L'edificio, a forma trapezoidale, si articola all'interno in due cortili che conservano intatto l'incanto di uno scenario fiabesco; ancora oggi fiancheggiano le strade perimetrali di via Caserotte e via Marino e serrano al centro la grande sala dell'Alessi. Bombardata nel 1943 e ricostruita nel 1954, era affrescata con storie mitologiche dai genovesi Semino (1568) e destinata agli incontri di prestigio e rappresentanza: nel 1873 furono le spoglie di Alessandro Manzoni a ricevere l'ultimo tributo dei cittadini. La sala dell'Alessi rispecchia il gusto manierista in voga in Europa alla fine del XVI secolo, con le Muse e le Quattro Stagioni. Il cielo è sorretto dalle Cariatidi, mentre due grandi portali sui lati minori ospitano i busti di Marte e di Minerva. Sopra le finestre quattro bassorilievi illustrano l'Aurora, il Giorno, il Crepuscolo e la Notte e, lungo la volta, altri quattro simboleggiano l'Aria, la Terra, l'Acqua e il Fuoco. Una cosmogonia elementare che bene si addice ai potenti dell'epoca, in cui l'intelligenza (Minerva) e lo spirito guerriero (Marte) erano sempre accompagnati dal gusto per l'arte e per i bello (le Muse).

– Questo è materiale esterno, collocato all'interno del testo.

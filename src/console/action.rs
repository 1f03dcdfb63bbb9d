//! Operator actions, their local validation, and the endpoint each one calls.

use crate::constants::{
    MSG_EMPTY_DATABASE_NAME, MSG_EMPTY_RESTORE_DATABASE, MSG_EMPTY_RESTORE_DATE, PROGRESS_CREATE,
    PROGRESS_START, PROGRESS_STATUS, PROGRESS_STOP,
};
use crate::remote::{ExpectedContent, RemoteRequest};
use std::fmt;

/// One discrete operator intent. Field values are kept as typed; trimming
/// happens during validation.
#[derive(Debug, Clone, PartialEq, Eq)]
pub enum Action {
    Status,
    Start,
    Stop,
    Create { name: String },
    CreateBackup { name: String },
    ListBackups { name: String, date: String },
    Restore { name: String, date: String },
}

impl Action {
    /// Short label used in logs and the status bar.
    pub fn label(&self) -> &'static str {
        match self {
            Action::Status => "Database status",
            Action::Start => "Start database",
            Action::Stop => "Stop database",
            Action::Create { .. } => "Create database",
            Action::CreateBackup { .. } => "Create backup",
            Action::ListBackups { .. } => "List backups",
            Action::Restore { .. } => "Restore database",
        }
    }

    /// Validate inputs and build the single remote call for this action.
    /// No network activity happens here.
    pub fn prepare(&self) -> Result<PreparedCall, ValidationError> {
        let prepared = match self {
            Action::Status => PreparedCall::simple("database/status", ExpectedContent::HtmlText, Some(PROGRESS_STATUS)),
            Action::Start => PreparedCall::simple("database/start", ExpectedContent::HtmlText, Some(PROGRESS_START)),
            Action::Stop => PreparedCall::simple("database/stop", ExpectedContent::HtmlText, Some(PROGRESS_STOP)),
            Action::Create { name } => {
                let name = required(name, ValidationError::EmptyDatabaseName)?;
                PreparedCall::simple(
                    format!("database/create?name={}", name),
                    ExpectedContent::HtmlText,
                    Some(PROGRESS_CREATE),
                )
            }
            Action::CreateBackup { name } => {
                let name = required(name, ValidationError::EmptyDatabaseName)?;
                PreparedCall::simple(format!("backup/create/{}?type=offline", name), ExpectedContent::Text, None)
            }
            Action::ListBackups { name, date } => {
                let name = required(name, ValidationError::EmptyDatabaseName)?;
                PreparedCall {
                    request: RemoteRequest::get(
                        format!("backup/load-backup/{}?date={}", name, date),
                        ExpectedContent::Text,
                    ),
                    progress: None,
                    listing: Some(ListingTarget {
                        app_name: name.to_string(),
                        date: date.clone(),
                    }),
                }
            }
            Action::Restore { name, date } => {
                let name = required(name, ValidationError::EmptyRestoreDatabase)?;
                if date.is_empty() {
                    return Err(ValidationError::EmptyRestoreDate);
                }
                PreparedCall::simple(format!("restore/execute/{}?date={}", name, date), ExpectedContent::Text, None)
            }
        };
        Ok(prepared)
    }
}

impl fmt::Display for Action {
    fn fmt(&self, f: &mut fmt::Formatter<'_>) -> fmt::Result {
        match self {
            Action::Create { name } | Action::CreateBackup { name } => write!(f, "{} '{}'", self.label(), name.trim()),
            Action::ListBackups { name, date } | Action::Restore { name, date } => {
                write!(f, "{} '{}' on '{}'", self.label(), name.trim(), date)
            }
            _ => f.write_str(self.label()),
        }
    }
}

fn required(value: &str, error: ValidationError) -> Result<&str, ValidationError> {
    let trimmed = value.trim();
    if trimmed.is_empty() {
        Err(error)
    } else {
        Ok(trimmed)
    }
}

/// Local validation failure; the display text is what the operator sees.
#[derive(Debug, Clone, Copy, PartialEq, Eq, thiserror::Error)]
pub enum ValidationError {
    #[error("{}", MSG_EMPTY_DATABASE_NAME)]
    EmptyDatabaseName,

    #[error("{}", MSG_EMPTY_RESTORE_DATABASE)]
    EmptyRestoreDatabase,

    #[error("{}", MSG_EMPTY_RESTORE_DATE)]
    EmptyRestoreDate,
}

/// Application and date a listing was issued for; carried to the resolver.
#[derive(Debug, Clone, PartialEq, Eq)]
pub struct ListingTarget {
    pub app_name: String,
    pub date: String,
}

/// A validated action, ready to go over the wire.
#[derive(Debug, Clone, PartialEq, Eq)]
pub struct PreparedCall {
    pub request: RemoteRequest,
    /// Local message shown while the call is in flight.
    pub progress: Option<&'static str>,
    /// Present for backup listings only.
    pub listing: Option<ListingTarget>,
}

impl PreparedCall {
    fn simple(path: impl Into<String>, expected: ExpectedContent, progress: Option<&'static str>) -> Self {
        Self {
            request: RemoteRequest::get(path, expected),
            progress,
            listing: None,
        }
    }
}
use crate::console::resolver::download_file_name;
use crate::console::PanelState;
use crate::constants::{MSG_DOWNLOAD_FAILED, MSG_DOWNLOAD_SAVED, MSG_NO_BACKUP_SELECTED};
use crate::logger::Logger;
use crate::ui::components::{DialogComponent, FormComponent, LinksComponent, MessageComponent, StatusBar};
use crate::ui::core::{Action, AppContext, Component, DialogType, EventType, Focus, ScrollDirection, TaskManager};
use crate::ui::layout::LayoutManager;
use crate::ui::components::links_component::LINKS_HEIGHT;
use crossterm::event::{KeyCode, KeyEvent, KeyModifiers};
use ratatui::{layout::Rect, Frame};
use tokio::sync::mpsc;

pub struct AppComponent {
    // Component composition
    form: FormComponent,
    message: MessageComponent,
    links: LinksComponent,
    dialog: DialogComponent,

    // Panel state mutated by completions
    state: PanelState,

    // Services
    context: AppContext,
    task_manager: TaskManager,
    background_action_rx: mpsc::UnboundedReceiver<Action>,

    should_quit: bool,
}

impl AppComponent {
    pub fn new(context: AppContext) -> Self {
        let (task_manager, background_action_rx) = TaskManager::new();

        Self {
            form: FormComponent::new(&context.initial_date),
            message: MessageComponent::new(),
            links: LinksComponent::new(context.service_root.clone()),
            dialog: DialogComponent::new(context.logger.clone()),
            state: PanelState::new(),
            context,
            task_manager,
            background_action_rx,
            should_quit: false,
        }
    }

    pub fn should_quit(&self) -> bool {
        self.should_quit
    }

    pub fn state(&self) -> &PanelState {
        &self.state
    }

    fn logger(&self) -> &Logger {
        &self.context.logger
    }

    /// Get the number of active background tasks
    pub fn active_task_count(&self) -> usize {
        self.task_manager.task_count()
    }

    /// Update all components with current state
    fn sync_component_data(&mut self) {
        self.message
            .update_data(self.state.current_message().cloned(), self.task_manager.task_count());
        self.links
            .update_data(self.state.links.clone(), self.state.reported_archives().to_vec());
        self.links.focused = self.form.focus == Focus::Links;
    }

    /// Handle global keyboard shortcuts that aren't component-specific
    fn handle_global_key(&mut self, key: KeyEvent) -> Action {
        let ctrl = key.modifiers.contains(KeyModifiers::CONTROL);
        match key.code {
            KeyCode::Char('c') if ctrl => {
                self.logger().log("Global key: Ctrl+C - quitting application".to_string());
                Action::Quit
            }
            KeyCode::Char('g') if ctrl => Action::ShowDialog(DialogType::Logs),
            KeyCode::F(1) => Action::ShowDialog(DialogType::Help),
            KeyCode::F(5) => Action::Dispatch(crate::console::Action::Status),
            KeyCode::F(6) => Action::Dispatch(crate::console::Action::Start),
            KeyCode::F(7) => Action::Dispatch(crate::console::Action::Stop),
            KeyCode::Tab => Action::FocusNext,
            KeyCode::BackTab => Action::FocusPrevious,
            KeyCode::Esc => {
                self.logger().log("Global key: Esc - quitting application".to_string());
                Action::Quit
            }
            _ => Action::None,
        }
    }

    /// Mouse wheel: scrolls the open dialog, otherwise moves the link selection
    fn scroll(&mut self, direction: ScrollDirection) -> Action {
        match (self.dialog.is_visible(), direction) {
            (true, ScrollDirection::Up) => Action::DialogScrollUp,
            (true, ScrollDirection::Down) => Action::DialogScrollDown,
            (false, ScrollDirection::Up) => self.links.handle_key_events(KeyEvent::from(KeyCode::Up)),
            (false, ScrollDirection::Down) => self.links.handle_key_events(KeyEvent::from(KeyCode::Down)),
        }
    }

    /// Handle app-level actions that require business logic
    pub fn handle_app_action(&mut self, action: Action) -> Action {
        match action {
            Action::Quit => {
                self.should_quit = true;
                Action::None
            }
            Action::Dispatch(operator_action) => {
                self.logger().log(format!("Action: {}", operator_action));
                if let Some(call) = self.context.dispatcher.begin(&operator_action, &mut self.state) {
                    let task_id = self
                        .task_manager
                        .spawn_remote_call(self.context.dispatcher.clone(), call);
                    self.logger()
                        .log(format!("Background: spawned task {} for {}", task_id, operator_action.label()));
                }
                Action::None
            }
            Action::RemoteCompleted(completion) => {
                self.logger().log(format!("Background: {} finished", completion.call.request));
                self.context.dispatcher.apply(completion, &mut self.state);
                Action::None
            }
            Action::Download(shard) => {
                let link = self.state.links.get(shard).clone();
                match self.state.listing_target.clone() {
                    Some(target) if !link.is_cleared() => {
                        let destination = self
                            .context
                            .download_dir
                            .join(download_file_name(&target.app_name, shard, &target.date));
                        self.logger()
                            .log(format!("Download: {} -> {}", link.url, destination.display()));
                        self.state.show(format!("Downloading {} ...", link.label));
                        self.task_manager
                            .spawn_download(self.context.dispatcher.remote(), shard, link.url, destination);
                    }
                    _ => {
                        self.logger().log(format!("Download: {} has no link", shard));
                        self.state.show(MSG_NO_BACKUP_SELECTED);
                    }
                }
                Action::None
            }
            Action::DownloadCompleted { shard, result } => {
                match result {
                    Ok(path) => self
                        .state
                        .show(format!("{} {}.zip to {}", MSG_DOWNLOAD_SAVED, shard, path.display())),
                    Err(e) => self.state.show(format!("{} ({}.zip): {}", MSG_DOWNLOAD_FAILED, shard, e)),
                }
                Action::None
            }
            Action::FocusNext => {
                self.form.focus = self.form.focus.next();
                Action::None
            }
            Action::FocusPrevious => {
                self.form.focus = self.form.focus.previous();
                Action::None
            }
            // Pass through other actions
            other => other,
        }
    }

    /// Process background actions from task manager
    pub fn process_background_actions(&mut self) -> Vec<Action> {
        let mut actions = Vec::new();

        while let Ok(action) = self.background_action_rx.try_recv() {
            actions.push(action);
        }

        let finished = self.task_manager.cleanup_finished_tasks();
        if !finished.is_empty() {
            self.logger()
                .log(format!("Background: cleaned up {} finished tasks", finished.len()));
        }

        actions
    }

    /// Process an event through the component hierarchy
    pub fn handle_event(&mut self, event_type: EventType) -> anyhow::Result<()> {
        let action = match event_type {
            EventType::Key(key) => {
                if self.dialog.is_visible() {
                    self.dialog.handle_key_events(key)
                } else {
                    let global_action = self.handle_global_key(key);
                    if !matches!(global_action, Action::None) {
                        global_action
                    } else if self.form.focus == Focus::Links {
                        self.links.handle_key_events(key)
                    } else {
                        self.form.handle_key_events(key)
                    }
                }
            }
            EventType::Scroll(direction) => self.scroll(direction),
            EventType::Resize(_, _) | EventType::Tick | EventType::Other => Action::None,
        };

        let action = self.update(action);
        self.handle_app_action(action);
        self.sync_component_data();

        Ok(())
    }

    /// Apply a background action and refresh components
    pub fn apply_background_action(&mut self, action: Action) -> Action {
        let action = self.update(action);
        let result = self.handle_app_action(action);
        self.sync_component_data();
        result
    }
}

impl Component for AppComponent {
    fn handle_key_events(&mut self, key: KeyEvent) -> Action {
        // Focus routing lives in handle_event
        self.handle_global_key(key)
    }

    fn update(&mut self, action: Action) -> Action {
        self.dialog.update(action)
    }

    fn render(&mut self, f: &mut Frame, rect: Rect) {
        let main = LayoutManager::main_layout(rect);
        let top = LayoutManager::top_pane_layout(main[0]);
        let output = LayoutManager::output_pane_layout(top[1], LINKS_HEIGHT);

        self.form.render(f, top[0]);
        self.message.render(f, output[0]);
        self.links.render(f, output[1]);
        StatusBar::render(f, main[1], &self.task_manager.in_flight());

        if self.dialog.is_visible() {
            self.dialog.render(f, rect);
        }
    }
}
//! Help dialog

use ratatui::{
    layout::{Alignment, Rect},
    style::{Color, Modifier, Style},
    widgets::{Block, Borders, Clear, Paragraph, Wrap},
    Frame,
};

use crate::ui::layout::LayoutManager;

const HELP_CONTENT: &str = r"
DBPANEL - Database Service Control Panel
========================================

DATABASE ENGINE
---------------
F5          Show database status
F6          Start database
F7          Stop database

FORM
----
Tab         Next field
Shift+Tab   Previous field
Enter       Run the focused field's action:
              Create database name  -> create database
              Backup name           -> create offline backup
              Listing name / date   -> list backups for the date
              Restore name / date   -> restore from that backup
Backspace   Delete last character

BACKUP LINKS
------------
Up/Down     Select a shard archive (j/k also work)
Enter       Download the selected archive

GENERAL
-------
F1          Toggle this help
Ctrl+G      Debug logs
Esc         Close dialog / quit
Ctrl+C      Quit

NOTES
-----
Each action makes one call; the latest response replaces the message.
Listing a date with no backup clears all seven links.

Press 'Esc' or 'F1' to close this help
";

pub struct HelpDialog;

impl HelpDialog {
    pub fn render(f: &mut Frame, area: Rect, scroll_offset: usize) {
        let (help_width, help_height) = LayoutManager::help_panel_dimensions(area.width, area.height);
        let help_area = LayoutManager::centered_rect(help_width, help_height, area);
        f.render_widget(Clear, help_area);

        let lines: Vec<&str> = HELP_CONTENT.lines().collect();
        let total_lines = lines.len();
        let visible_height = help_area.height.saturating_sub(2) as usize;

        let max_scroll = total_lines.saturating_sub(visible_height);
        let scroll_offset = scroll_offset.min(max_scroll);

        let help_text = lines
            .iter()
            .skip(scroll_offset)
            .take(visible_height)
            .copied()
            .collect::<Vec<_>>()
            .join("\n");

        let help_paragraph = Paragraph::new(help_text)
            .block(
                Block::default()
                    .borders(Borders::ALL)
                    .title(format!(" Help - {}/{} lines ", scroll_offset + 1, total_lines))
                    .title_alignment(Alignment::Center)
                    .style(Style::default().fg(Color::Yellow).add_modifier(Modifier::BOLD)),
            )
            .style(Style::default().fg(Color::Cyan))
            .alignment(Alignment::Left)
            .wrap(Wrap { trim: false });
        f.render_widget(help_paragraph, help_area);
    }
}
use ratatui::{
    style::{Color, Style},
    widgets::{Block, BorderType, Borders, Paragraph},
};

/// Creates an input field block; the focused field shows a cursor and a
/// highlighted border
pub fn create_input_paragraph<'a>(input_buffer: &'a str, field_title: &str, focused: bool) -> Paragraph<'a> {
    let (input_display, border_color) = if focused {
        (format!("{}█", input_buffer), Color::Cyan)
    } else {
        (input_buffer.to_string(), Color::Gray)
    };

    let input_block = Block::default()
        .borders(Borders::ALL)
        .border_type(BorderType::Rounded)
        .title(format!(" {} ", field_title))
        .title_style(Style::default().fg(Color::White))
        .border_style(Style::default().fg(border_color));

    Paragraph::new(input_display).block(input_block).style(Style::default().fg(Color::White))
}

Nel 1563 Tomaso Marino ha 88 anni e una ricchezza spropositata, basata su crediti non sempre esigibili e stimata nell'ordine di due milioni d'oro. Il suo Palazzo, del tutto inusuale per Milano, gareggia con le migliori corti dell'intera cristianità. Il cortile d'onore, miracolosamente scampato ai bombardamenti della seconda guerra mondiale, si sviluppa su due livelli e un loggiato, ornato da ricchi bassorilievi: al piano nobile sono raffigurati episodi delle Metamorfosi di Ovidio e la celebrazione dell'amore, a quello inferiore le Imprese di Ercole e il trionfo dell'eroismo. Ma il cortile diventa ben presto teatro di tragici eventi; nel 1563 Andrea, il secondogenito quattordicenne, uccide un servo del fratello Nicolò che, due anni dopo, ammazza la bella moglie spagnola per gelosia. Cresciuti in mezzo al lusso più sfrenato, sono viziati e prepotenti; ogni giorno incrociano nel Palazzo decine di sgherri al servizio dell'azienda, usi a ogni violenza contro i poveri debitori. Dopo il fattaccio, Andrea si costituisce, paga una cauzione di 25.000 scudi (il valore di un immobile di prestigio dell'epoca) e ottiene gli arresti domiciliari. Di Nicolò, invece, si perdono le tracce e il padre lo disereda.